Yes, it is true. This, above, and of course Clare M’s fine original post about her poo ponds (not her private ones, the ones of Broome in Australia) are the reason we are talking poop this week. Honour to whom honour is due. So, what happens at my patch? Do Germans help the birds when they go to the toilet?

The short answer is “No, they don’t”.

The long answer – and that’s what you are here for, right? – is “No, they don’t, but…”

So let’s take a closer look at the “butt” “but”:

This post will take you on the great German Poo Trail, and as everywhere else, the good birding starts here:

Okay, someone in Germany accidentally drops a chocolate bar or something comparable into their toilet – kerplunk – and down it goes. Where are the birds? Nowhere to be seen, that’s where. The view from the toilet onto the world is usually decidedly unbirdy, and this is also the case for German toilets and their surrounding “restrooms”. But there are exceptions. A locally famous one, if you are birding in Germany’s North-East, is the outhouse of the bird ringing / banding station on a small island called the Greifswalder Oie (page sadly only in German, but it has some pictures of the place). I have sadly never been there, neither the island, nor it’s outhouse, but was told that one of the banders/ringers a long, long time ago attached a sheet of paper to the wall and started a list. Subsequent visits by the birder and those who came after him have added species after species to the list, and the sheet is now considered part of Germany’s cultural heritage as far as I am concerned. I have no idea how many species were recorded until now, but as the island attracts huge amounts of migrants with regular Asian vagrants, that list is probably better than most hinterlander birders’ capability to dream of good birds.

Let us return to our chocolate bar.

After being dropped, it is surrounded by darkness and something we’ll graciously call “water” as it dashes through pipes and tubes and follows the draw of gravity until it reaches the German underground sewage system.

Where are the birds? Well, you see, that’s the problem. I’ve never been to the underground sewage canals and tunnels, and I doubt many birders in Germany have. For all I know, there could be a tropical rain forest hiding in there. I doubt it, though, and have a feeling that this place, too – just like the restroom it all started in – just doesn’t offer good birds and birding.
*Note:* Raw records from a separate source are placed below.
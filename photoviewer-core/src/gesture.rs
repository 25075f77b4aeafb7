//! Turns raw pointer/touch samples into viewer intents.
//!
//! Unzoomed, a touch drag is a swipe candidate and a short release on the
//! image is a tap. Zoomed, any press (image or letterbox) starts a pan;
//! the release is a tap only if the pan never moved.

use crate::config::ViewerConfig;
use crate::session::SessionState;

#[derive(Clone, Copy, Debug, PartialEq, Eq)]
pub enum PointerKind {
    Mouse,
    Touch,
}

#[derive(Clone, Copy, Debug, PartialEq, Eq)]
pub enum PointerPhase {
    Down,
    Move,
    Up,
}

/// One pointer sample in client coordinates.
#[derive(Clone, Copy, Debug, PartialEq)]
pub struct PointerInput {
    pub kind: PointerKind,
    pub phase: PointerPhase,
    pub x: f64,
    pub y: f64,
    /// Whether the event target is the slide image (only meaningful on `Down`).
    pub on_image: bool,
}

impl PointerInput {
    pub fn mouse(phase: PointerPhase, x: f64, y: f64) -> Self {
        Self { kind: PointerKind::Mouse, phase, x, y, on_image: false }
    }

    pub fn touch(phase: PointerPhase, x: f64, y: f64) -> Self {
        Self { kind: PointerKind::Touch, phase, x, y, on_image: false }
    }

    pub fn on_image(mut self) -> Self {
        self.on_image = true;
        self
    }
}

#[derive(Clone, Copy, Debug, PartialEq)]
pub enum Intent {
    None,
    /// Release without movement, in client coordinates.
    Tap { x: f64, y: f64 },
    PanStart,
    /// Displacement since the pan started.
    PanMove { dx: f64, dy: f64 },
    PanEnd,
    /// Unzoomed touch drag in progress; signed fraction of the viewport width.
    SwipeDrag { fraction: f64 },
    /// Finger travelled left past the threshold: show the next slide.
    SwipeLeft,
    /// Finger travelled right past the threshold: show the previous slide.
    SwipeRight,
    /// Drag released short of the threshold.
    SnapBack,
}

#[derive(Clone, Copy, Debug, PartialEq)]
enum Tracking {
    Idle,
    Pressed { kind: PointerKind, start_x: f64, start_y: f64, on_image: bool },
    Panning { kind: PointerKind, start_x: f64, start_y: f64 },
}

#[derive(Clone, Debug)]
pub struct GestureClassifier {
    tracking: Tracking,
    swipe_threshold: f64,
    tap_slop: f64,
}

impl GestureClassifier {
    pub fn new(config: &ViewerConfig) -> Self {
        Self {
            tracking: Tracking::Idle,
            swipe_threshold: config.swipe_threshold,
            tap_slop: config.tap_slop_px,
        }
    }

    pub fn is_tracking(&self) -> bool {
        self.tracking != Tracking::Idle
    }

    /// Drop any gesture in progress (viewer closed, slide changed).
    pub fn reset(&mut self) {
        self.tracking = Tracking::Idle;
    }

    pub fn classify(&mut self, input: PointerInput, session: &SessionState, viewport_width: f64) -> Intent {
        match input.phase {
            PointerPhase::Down => self.press(input, session),
            PointerPhase::Move => self.drag(input, session, viewport_width),
            PointerPhase::Up => self.release(input, session, viewport_width),
        }
    }

    fn press(&mut self, input: PointerInput, session: &SessionState) -> Intent {
        if session.is_zoomed {
            self.tracking = Tracking::Panning { kind: input.kind, start_x: input.x, start_y: input.y };
            Intent::PanStart
        } else {
            self.tracking = Tracking::Pressed {
                kind: input.kind,
                start_x: input.x,
                start_y: input.y,
                on_image: input.on_image,
            };
            Intent::None
        }
    }

    fn drag(&mut self, input: PointerInput, session: &SessionState, viewport_width: f64) -> Intent {
        match self.tracking {
            Tracking::Idle => Intent::None,
            Tracking::Panning { kind, start_x, start_y } => {
                if kind != input.kind || !session.is_zoomed {
                    return Intent::None;
                }
                Intent::PanMove { dx: input.x - start_x, dy: input.y - start_y }
            }
            Tracking::Pressed { kind, start_x, .. } => {
                if kind != PointerKind::Touch || input.kind != kind || session.is_zoomed || viewport_width <= 0.0 {
                    return Intent::None;
                }
                Intent::SwipeDrag { fraction: (input.x - start_x) / viewport_width }
            }
        }
    }

    fn release(&mut self, input: PointerInput, session: &SessionState, viewport_width: f64) -> Intent {
        let tracking = std::mem::replace(&mut self.tracking, Tracking::Idle);
        match tracking {
            Tracking::Idle => Intent::None,
            Tracking::Panning { kind, .. } => {
                if kind != input.kind {
                    self.tracking = tracking;
                    return Intent::None;
                }
                if session.has_panned {
                    Intent::PanEnd
                } else {
                    Intent::Tap { x: input.x, y: input.y }
                }
            }
            Tracking::Pressed { kind, start_x, start_y, on_image } => {
                if kind != input.kind {
                    self.tracking = tracking;
                    return Intent::None;
                }
                let dx = input.x - start_x;
                let dy = input.y - start_y;
                if on_image && dx.hypot(dy) <= self.tap_slop {
                    return Intent::Tap { x: input.x, y: input.y };
                }
                if kind == PointerKind::Mouse || session.is_zoomed {
                    return Intent::None;
                }
                let threshold = viewport_width * self.swipe_threshold;
                if dx < -threshold {
                    Intent::SwipeLeft
                } else if dx > threshold {
                    Intent::SwipeRight
                } else {
                    Intent::SnapBack
                }
            }
        }
    }
}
Finally our chocolate bar sees light at the end of the tunnel, is sucked in by a pump and lands here:

The End of the chocolate bar, a typical German sewage treatment plant. Again, a very unbirdy place unless you really need to see a White Wagtail and Black-headed Gulls. That’s all there is to it, and this is the end of the short answer: No they don’t.

Now, the “but”:

It wasn’t always like this in Germany. In the good old times of Old, each and every larger settlement in Germany had its own “poo ponds” as the Ozzies say. I don’t think that poo ponds are a legal way of treating sewage anymore as I am not aware of a single active one in Germany. However, the “poo ponds” used to be really good for birds in Germany as well, and some have been preserved and are fed with fresh water for reasons of nature conservation, to maintain their functionality for the birds.

These ponds aren’t called “poo ponds” in Germany. We call them Klärteiche = “clearing ponds”, and a cascade of clearing ponds will form so-called Rieselfelder = “trickle fields”. Now, I am quite sure the terms Rieselfelder and Klärteiche used to describe two different modes of cleaning sewage water, possibly comparable to ponds and sod farms that look like golf courses, but today they are freely exchangeable and birders will use whatever comes to their mind.

Where I live now, in the south-west of Germany in the Rhine valley, former poo ponds are a very rare landscape feature. This place is very crowded and the soil is fertile. There is one exception though, and this exception is actually one of Germany’s most famous birding spots:

The sugar ponds of Waghäusel.

Sugar ponds? Yes, these ponds were once used not to treat sewage water but the waste waters of a nearby sugar refinery.

This is what the place looks like today: very large ponds surrounded by a huge mass of reeds and lines of willows. Lovely. And full of birds, too.

The place even allows birders to find something that’s more rare and exciting than a vagrant: birding infrastructure! Who knew?! Two of the ponds regularly dry out partially during migration periods (I guess that’s no coincidence, just smart management) and are basically the only place in all of Baden-Württemberg to see shorebirds/waders. While the latter part is sad, the fact that I live nearby makes it all good.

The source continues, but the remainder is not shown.